Refined product capacity is also failing to keep up with demand from industry as production remained stagnant at 1127 thousand barrels per day in 2001 and 1158 in 2010 which met only 70% of domestic demand in 2009. Pertamina, which accounts for almost half of all oil refining capacity, is aiming to address this reliance on imports by 2015 through the expansion of existing facilities and construction of 8 new refineries that will double current output figures. While demand will still outstrip supply of oil, the development of the country’s renewable energy and other resources as part of the plans laid out in the Energy Law of 2007 will ideally curb further import needs. Further refinery capacity is still required and is an area that has attracted foreign investors such as the Kuwait Petroleum Corporation that announced in April 2011 plans to construct a refinery at Balongan, West Java. In June 2011, the Ministry of Energy and Mineral Resources and the Ministry of Finance authorised a study to be carried out on new tax incentives for investors that would thus amend Government Regulation No. 62/2008.

Indonesia Oil Consumption and Production

Indonesia Oil Consumption and Production

Source: BP World Energy Statistics 2011

Indonesia heavily subsidises fuel consumption which is mainly made up of kerosene accounting for nearly half of the total and through a subsidised gasoline called ‘Premium’ produced by Pertamina.
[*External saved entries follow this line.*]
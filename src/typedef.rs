//! This module contains the closed set of element types and payload
//! encodings understood by the decoder. Type names from the header are
//! resolved once into a `NrrdType`, which also provides a safe means of
//! reading sample values.

use crate::error::{NrrdError, Result};
use crate::util::Endianness;
use crate::volume::element::read_samples;
use std::fmt;

/// Data type for representing an NRRD sample type in a volume.
#[derive(Debug, PartialEq, Eq, Hash, Clone, Copy)]
pub enum NrrdType {
    /// signed char.
    Int8,
    /// unsigned char.
    Uint8,
    /// signed short.
    Int16,
    /// unsigned short.
    Uint16,
    /// signed int.
    Int32,
    /// unsigned int.
    Uint32,
    /// 32 bit float.
    Float32,
    /// 64 bit float = double.
    Float64,
    /// Any type name this crate does not recognize. Samples are read as
    /// `uint8`.
    Unknown,
}

impl NrrdType {
    /// Resolve a header type name, including the usual C-style aliases.
    /// Case is ignored and runs of whitespace are collapsed.
    pub fn from_name(name: &str) -> NrrdType {
        let name = name
            .split_whitespace()
            .collect::<Vec<_>>()
            .join(" ")
            .to_ascii_lowercase();
        match name.as_str() {
            "signed char" | "int8" | "int8_t" => NrrdType::Int8,
            "uchar" | "unsigned char" | "uint8" | "uint8_t" => NrrdType::Uint8,
            "short" | "short int" | "signed short" | "signed short int" | "int16"
            | "int16_t" => NrrdType::Int16,
            "ushort" | "unsigned short" | "unsigned short int" | "uint16" | "uint16_t" => {
                NrrdType::Uint16
            }
            "int" | "signed int" | "int32" | "int32_t" => NrrdType::Int32,
            "uint" | "unsigned int" | "uint32" | "uint32_t" => NrrdType::Uint32,
            "float" | "float32" => NrrdType::Float32,
            "double" | "float64" => NrrdType::Float64,
            _ => NrrdType::Unknown,
        }
    }

    /// Retrieve the size of an element of this data type, in bytes.
    pub fn size_of(self) -> usize {
        use NrrdType::*;
        match self {
            Int8 | Uint8 | Unknown => 1,
            Int16 | Uint16 => 2,
            Int32 | Uint32 | Float32 => 4,
            Float64 => 8,
        }
    }

    /// Read `count` samples of this type from `bytes`, widening each one to
    /// `f32`. A buffer holding fewer than `count` elements is padded with
    /// zeros.
    pub fn read_samples(
        self,
        bytes: &[u8],
        count: usize,
        endianness: Endianness,
    ) -> Result<Vec<f32>> {
        match self {
            NrrdType::Int8 => read_samples::<i8, _>(bytes, count, endianness),
            NrrdType::Uint8 | NrrdType::Unknown => read_samples::<u8, _>(bytes, count, endianness),
            NrrdType::Int16 => read_samples::<i16, _>(bytes, count, endianness),
            NrrdType::Uint16 => read_samples::<u16, _>(bytes, count, endianness),
            NrrdType::Int32 => read_samples::<i32, _>(bytes, count, endianness),
            NrrdType::Uint32 => read_samples::<u32, _>(bytes, count, endianness),
            NrrdType::Float32 => read_samples::<f32, _>(bytes, count, endianness),
            NrrdType::Float64 => read_samples::<f64, _>(bytes, count, endianness),
        }
    }
}

impl fmt::Display for NrrdType {
    fn fmt(&self, f: &mut fmt::Formatter<'_>) -> fmt::Result {
        let name = match self {
            NrrdType::Int8 => "int8",
            NrrdType::Uint8 => "uint8",
            NrrdType::Int16 => "int16",
            NrrdType::Uint16 => "uint16",
            NrrdType::Int32 => "int32",
            NrrdType::Uint32 => "uint32",
            NrrdType::Float32 => "float",
            NrrdType::Float64 => "double",
            NrrdType::Unknown => "unknown",
        };
        f.write_str(name)
    }
}

/// The payload encodings this crate can decode.
#[derive(Debug, PartialEq, Eq, Hash, Clone, Copy)]
pub enum Encoding {
    /// Samples follow the header verbatim.
    Raw,
    /// Samples are wrapped in a single gzip member.
    Gzip,
}

impl Encoding {
    /// Resolve the value of an `encoding` header field, ignoring case.
    ///
    /// # Errors
    ///
    /// - `NrrdError::UnsupportedEncoding` for anything but `raw`, `gzip` or `gz`.
    pub fn from_name(name: &str) -> Result<Encoding> {
        let trimmed = name.trim();
        match trimmed.to_ascii_lowercase().as_str() {
            "raw" => Ok(Encoding::Raw),
            "gzip" | "gz" => Ok(Encoding::Gzip),
            _ => Err(NrrdError::UnsupportedEncoding(trimmed.to_string())),
        }
    }
}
Subsidies are becoming an increasingly untenable situation given the rise in car sales that increased by 57% in 2010 from 2009. The maintaining of a low fuel price encourages unsustainable and wasteful use of the subsidised fuel as well as a lack of controlling mechanism to ensure that only the low income segment use it. The abuse of the subsidised system has been further exacerbated by soaring oil prices due to volatility in the Middle East that has given rise to smuggling of fuel. In Q1 of 2011, consumption of subsidised fuel reached 9.6 million kilolitres (6.85% more than the same time last year) out of the allocated 38.6 million kilolitres for the year. Should consumption rise above the allocated amount, it may force the government to revise up the state contribution to fuel subsidies which currently stands at 18.1 trillion RP. As of the end of April 2011, subsidised fuel was only to be available for motorcycles and public transport in Jakarta with the plan to roll it out to other parts of the country and phase out subsidies completely by 2014-15.These plans were thwarted by the high oil price, growing inflation and fears of protest by the public although it is slated to go ahead in Jakarta from July 2011. The inevitable removal of fuel subsidies will renew the need for better infrastructure to distribute Pertamina’s ‘Pertamax’ fuel that will require an estimated $400 million USD for constructing new gas stations to 2014.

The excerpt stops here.